impl FileUploadParams {
    pub fn new(file_uri: impl Into<String>) -> Self {
        Self {
            file_uri: file_uri.into(),
            file_type: None,
            approve_content: None,
            callback_url: None,
            locales_to_approve: Vec::new(),
            overwrite_approved_locales: None,
        }
    }

    pub fn with_file_type(mut self, file_type: FileType) -> Self {
        self.file_type = Some(file_type);
        self
    }

    pub fn approve_content(mut self, approve: bool) -> Self {
        self.approve_content = Some(approve);
        self
    }

    pub fn with_callback_url(mut self, url: impl Into<String>) -> Self {
        self.callback_url = Some(url.into());
        self
    }

    pub fn locales_to_approve(mut self, locales: Vec<String>) -> Self {
        self.locales_to_approve = locales;
        self
    }

    pub fn overwrite_approved_locales(mut self, overwrite: bool) -> Self {
        self.overwrite_approved_locales = Some(overwrite);
        self
    }

    pub(crate) fn build(
        &self,
        files_root: &str,
        content: Vec<u8>,
        encoding: &str,
    ) -> Result<RequestSpec> {
        require(&self.file_uri, "fileUri")?;

        let mut fields = ParamList::new();
        fields.add("fileUri", self.file_uri.clone());
        fields.add_opt("fileType", self.file_type);
        fields.add_opt("approveContent", self.approve_content);
        fields.add_opt("callbackUrl", self.callback_url.clone());
        fields.add_array("localesToApprove", &self.locales_to_approve);
        fields.add_opt("overwriteApprovedLocales", self.overwrite_approved_locales);

        let url = compose_url(format!("{}/file", files_root), &ParamList::new())?;
        let upload = FileUpload {
            file_name: self.file_uri.clone(),
            content,
            charset: Charset::from_label(encoding),
            fields,
        };

        Ok(RequestSpec::new(Method::POST, url, RequestBody::FileUpload(upload)))
    }
}

/// Parameters for downloading a translated or original file
#[derive(Debug, Clone)]
pub struct GetFileParams {
    file_uri: String,
    retrieval_type: Option<RetrievalType>,
    include_original_strings: Option<bool>,
}

impl GetFileParams {
    pub fn new(file_uri: impl Into<String>) -> Self {
        Self {
            file_uri: file_uri.into(),
            retrieval_type: None,
            include_original_strings: None,
        }
    }

    pub fn with_retrieval_type(mut self, retrieval_type: RetrievalType) -> Self {
        self.retrieval_type = Some(retrieval_type);
        self
    }

    pub fn include_original_strings(mut self, include: bool) -> Self {
        self.include_original_strings = Some(include);
        self
    }

    fn query(&self) -> Result<ParamList> {
        require(&self.file_uri, "fileUri")?;

        let mut params = ParamList::new();
        params.add("fileUri", self.file_uri.clone());
        params.add_opt("retrievalType", self.retrieval_type);
        params.add_opt("includeOriginalStrings", self.include_original_strings);

        Ok(params)
    }

    /// Download of the translated rendition for one locale
    pub(crate) fn build(&self, files_root: &str, locale: &str) -> Result<RequestSpec> {
        require(locale, "locale")?;

        let url = compose_url(
            format!("{}/locales/{}/file", files_root, locale),
            &self.query()?,
        )?;

        Ok(RequestSpec::new(Method::GET, url, RequestBody::None))
    }

    /// Download of the original uploaded file
    pub(crate) fn build_original(&self, files_root: &str) -> Result<RequestSpec> {
        let url = compose_url(format!("{}/file", files_root), &self.query()?)?;
        Ok(RequestSpec::new(Method::GET, url, RequestBody::None))
    }
}

/// Search parameters for listing files; every field is optional
#[derive(Debug, Clone, Default)]
pub struct FileListParams {
    locale_ids: Vec<String>,
    uri_mask: Option<String>,
    file_types: Vec<FileType>,
    last_uploaded_after: Option<DateTime<Utc>>,
    last_uploaded_before: Option<DateTime<Utc>>,
    offset: Option<u32>,
    limit: Option<u32>,
}

impl FileListParams {
    pub fn new() -> Self {
        Self::default()
    }

    pub fn with_locale_ids(mut self, locale_ids: Vec<String>) -> Self {
        self.locale_ids = locale_ids;
        self
    }

    pub fn with_uri_mask(mut self, uri_mask: impl Into<String>) -> Self {
        self.uri_mask = Some(uri_mask.into());
        self
    }

    pub fn with_file_types(mut self, file_types: Vec<FileType>) -> Self {
        self.file_types = file_types;
        self
    }

    pub fn uploaded_after(mut self, after: DateTime<Utc>) -> Self {
        self.last_uploaded_after = Some(after);
        self
    }

    pub fn uploaded_before(mut self, before: DateTime<Utc>) -> Self {
        self.last_uploaded_before = Some(before);
        self
    }

    pub fn with_offset(mut self, offset: u32) -> Self {
        self.offset = Some(offset);
        self
    }

    pub fn with_limit(mut self, limit: u32) -> Self {
        self.limit = Some(limit);
        self
    }

    pub(crate) fn build(&self, files_root: &str) -> Result<RequestSpec> {
        let mut params = ParamList::new();
        params.add_array("localeIds", &self.locale_ids);
        params.add_opt("uriMask", self.uri_mask.clone());
        let file_types: Vec<String> =
            self.file_types.iter().map(|t| t.as_str().to_string()).collect();
        params.add_array("fileTypes", &file_types);
        params.add_opt("lastUploadedAfter", rfc3339(self.last_uploaded_after));
        params.add_opt("lastUploadedBefore", rfc3339(self.last_uploaded_before));
        params.add_opt("offset", self.offset);
        params.add_opt("limit", self.limit);

        let url = compose_url(format!("{}/files/list", files_root), &params)?;
        Ok(RequestSpec::new(Method::GET, url, RequestBody::None))
    }
}

/// Parameters for importing pre-existing translations
#[derive(Debug, Clone)]
pub struct FileImportParams {
    file_uri: String,
    file_type: FileType,
    translation_state: Option<TranslationState>,
    overwrite: Option<bool>,
}

impl FileImportParams {
    pub fn new(file_uri: impl Into<String>, file_type: FileType) -> Self {
        Self {
            file_uri: file_uri.into(),
            file_type,
            translation_state: None,
            overwrite: None,
        }
    }

    pub fn with_translation_state(mut self, state: TranslationState) -> Self {
        self.translation_state = Some(state);
        self
    }

    pub fn overwrite(mut self, overwrite: bool) -> Self {
        self.overwrite = Some(overwrite);
        self
    }

    pub(crate) fn build(
        &self,
        files_root: &str,
        locale: &str,
        content: Vec<u8>,
        encoding: &str,
    ) -> Result<RequestSpec> {
        require(&self.file_uri, "fileUri")?;
        require(locale, "locale")?;

        let mut fields = ParamList::new();
        fields.add("fileUri", self.file_uri.clone());
        fields.add("fileType", self.file_type.as_str());
        fields.add_opt("translationState", self.translation_state);
        fields.add_opt("overwrite", self.overwrite);

        let url = compose_url(
            format!("{}/locales/{}/file/import", files_root, locale),
            &ParamList::new(),
        )?;
        let upload = FileUpload {
            file_name: self.file_uri.clone(),
            content,
            charset: Charset::from_label(encoding),
            fields,
        };

        Ok(RequestSpec::new(Method::POST, url, RequestBody::FileUpload(upload)))
    }
}

/// Parameters for querying per-locale last-modified timestamps
#[derive(Debug, Clone)]
pub struct LastModifiedParams {
    file_uri: String,
    last_modified_after: Option<DateTime<Utc>>,
}

impl LastModifiedParams {
    pub fn new(file_uri: impl Into<String>) -> Self {
        Self {
            file_uri: file_uri.into(),
            last_modified_after: None,
        }
    }

    pub fn modified_after(mut self, after: DateTime<Utc>) -> Self {
        self.last_modified_after = Some(after);
        self
    }

    pub(crate) fn build(&self, files_root: &str) -> Result<RequestSpec> {
        require(&self.file_uri, "fileUri")?;

        let mut params = ParamList::new();
        params.add("fileUri", self.file_uri.clone());
        params.add_opt("lastModifiedAfter", rfc3339(self.last_modified_after));

        let url = compose_url(format!("{}/file/last_modified", files_root), &params)?;
        Ok(RequestSpec::new(Method::GET, url, RequestBody::None))
    }
}

/// Status of a file across all locales
pub(crate) fn file_status(files_root: &str, file_uri: &str) -> Result<RequestSpec> {
    require(file_uri, "fileUri")?;

    let mut params = ParamList::new();
    params.add("fileUri", file_uri);

    let url = compose_url(format!("{}/file/status", files_root), &params)?;
    Ok(RequestSpec::new(Method::GET, url, RequestBody::None))
}

/// Status of a file for a single locale
pub(crate) fn file_locale_status(
    files_root: &str,
    locale: &str,
    file_uri: &str,
) -> Result<RequestSpec> {
    require(locale, "locale")?;
    require(file_uri, "fileUri")?;

    let mut params = ParamList::new();
    params.add("fileUri", file_uri);

    let url = compose_url(
        format!("{}/locales/{}/file/status", files_root, locale),
        &params,
    )?;
    Ok(RequestSpec::new(Method::GET, url, RequestBody::None))
}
....
**The task:**
Say how many lines of the material contain the word "crate". Add nothing to the number.

**Response:**
8